Bien-être, quête de sens, plus d’autonomie et d’initiative individuelle sont les moteurs de la vie professionnelle contemporaine pour la génération Y.

Etrange paradoxe : les frontières entre le travail et la vie personnelle s’estompent, tout comme celles entre l’entreprise et le domicile, tandis que la Loi Travail (loi n° 2016-1088 du 8 août 2016 relative au travail, à la modernisation du dialogue social et à la sécurisation des parcours professionnels) instaure le droit à la déconnexion, ce qui revient à cantonner le travail au sein d’une unité : celle du temps, du lieu et de l’action.

Présentée comme une avancée protégeant d’une éventuelle atteinte à la santé, ce droit nouveau induit aussi que les outils technologiques sont encore trop perçus comme un instrument supplémentaire d’asservissement de l’homme.

Le législateur peine à suivre un monde du travail en pleine mutation. A la croisée des chemins et en attendant que chaque salarié se responsabilise dans l’utilisation des TIC, l’entreprise doit jongler entre deux impératifs : la nécessité de libérer les énergies et l’obligation de lutter contre les excès (dérive des forfaits jours sanctionnée par la Cour de Cassation dans de nombreuses branches).

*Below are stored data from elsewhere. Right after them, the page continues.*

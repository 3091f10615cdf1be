//! Per-step reports and the run summary

use chrono::{DateTime, Utc};
use serde::{Deserialize, Serialize};
use uuid::Uuid;

use crate::response::ProbeResult;
use crate::state::StepState;
use crate::testing::TestResults;

/// What happened to one step.
#[derive(Debug, Clone, PartialEq, Serialize, Deserialize)]
pub struct StepReport {
    /// Step name
    pub name: String,
    /// Final state
    pub state: StepState,
    /// Probe outcome, absent for skipped steps
    pub result: Option<ProbeResult>,
    /// Assertion outcomes, absent when no response arrived
    pub checks: Option<TestResults>,
    /// Skip reasons, failure reasons and hints
    #[serde(default)]
    pub notes: Vec<String>,
    /// Fields echoed from the response body on success
    #[serde(default)]
    pub details: Vec<(String, String)>,
}

impl StepReport {
    /// Creates a report for a step that was not dispatched.
    #[must_use]
    pub fn skipped(name: impl Into<String>, reason: impl Into<String>) -> Self {
        Self {
            name: name.into(),
            state: StepState::Skipped,
            result: None,
            checks: None,
            notes: vec![reason.into()],
            details: Vec::new(),
        }
    }

    /// Returns true if the step succeeded.
    #[must_use]
    pub fn succeeded(&self) -> bool {
        self.state == StepState::Succeeded
    }
}

/// Number of steps per final state.
#[derive(Debug, Clone, Copy, Default, PartialEq, Eq, Serialize, Deserialize)]
pub struct StateCounts {
    /// Steps that succeeded
    pub succeeded: usize,
    /// Steps that failed
    pub failed: usize,
    /// Steps that were skipped
    pub skipped: usize,
}

/// Outcome of one scenario run.
#[derive(Debug, Clone, PartialEq, Serialize, Deserialize)]
pub struct RunSummary {
    /// Identifier for correlating log lines
    pub run_id: Uuid,
    /// Scenario name
    pub scenario: String,
    /// When the first stage started
    pub started_at: DateTime<Utc>,
    /// When the last stage ended
    pub finished_at: DateTime<Utc>,
    /// Reports in execution order
    pub steps: Vec<StepReport>,
}

impl RunSummary {
    /// Returns the report for a step.
    #[must_use]
    pub fn step(&self, name: &str) -> Option<&StepReport> {
        self.steps.iter().find(|s| s.name == name)
    }

    /// Counts steps per final state.
    #[must_use]
    pub fn counts(&self) -> StateCounts {
        self.steps
            .iter()
            .fold(StateCounts::default(), |mut counts, step| {
                match step.state {
                    StepState::Succeeded => counts.succeeded += 1,
                    StepState::Failed => counts.failed += 1,
                    StepState::Skipped => counts.skipped += 1,
                    StepState::NotRun | StepState::Running => {}
                }
                counts
            })
    }

    /// Returns true if every step succeeded.
    #[must_use]
    pub fn all_succeeded(&self) -> bool {
        self.steps.iter().all(StepReport::succeeded)
    }

    /// Returns the wall-clock duration of the run.
    #[must_use]
    pub fn elapsed(&self) -> chrono::Duration {
        self.finished_at - self.started_at
    }
}
//! Response validation port

use authprobe_domain::{ProbeResult, TestResults, TestSuite};

/// Port for checking a probe result against a step's assertions.
pub trait ResponseValidator: Send + Sync {
    /// Runs every assertion of `suite` against `result`.
    ///
    /// A result without a response fails every assertion.
    fn validate(&self, suite: &TestSuite, result: &ProbeResult) -> TestResults;
}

Définition du droit à la déconnexion

Ce droit peut se définir comme celui pour le salarié de ne pas être connecté à un outil numérique professionnel (smartphone, Internet, email, etc.) pendant les temps de repos (entre deux jours de travail, pendant les weekends,…) et les congés.

Mise en place du droit à la déconnexion

Depuis le 1er janvier 2017, la Loi Travail (loi n°2016-1088 du 8 août 2016) impose aux entreprises de plus de 50 salariés de mener une réflexion sur les relations qu’elles entretiennent avec le numérique. Ce nouveau droit doit être abordé à l’occasion de la négociation annuelle sur l’égalité professionnelle entre les femmes et les hommes et la qualité de vie au travail, entre l’employeur et les partenaires sociaux (C. trav. art. L. 2242-8).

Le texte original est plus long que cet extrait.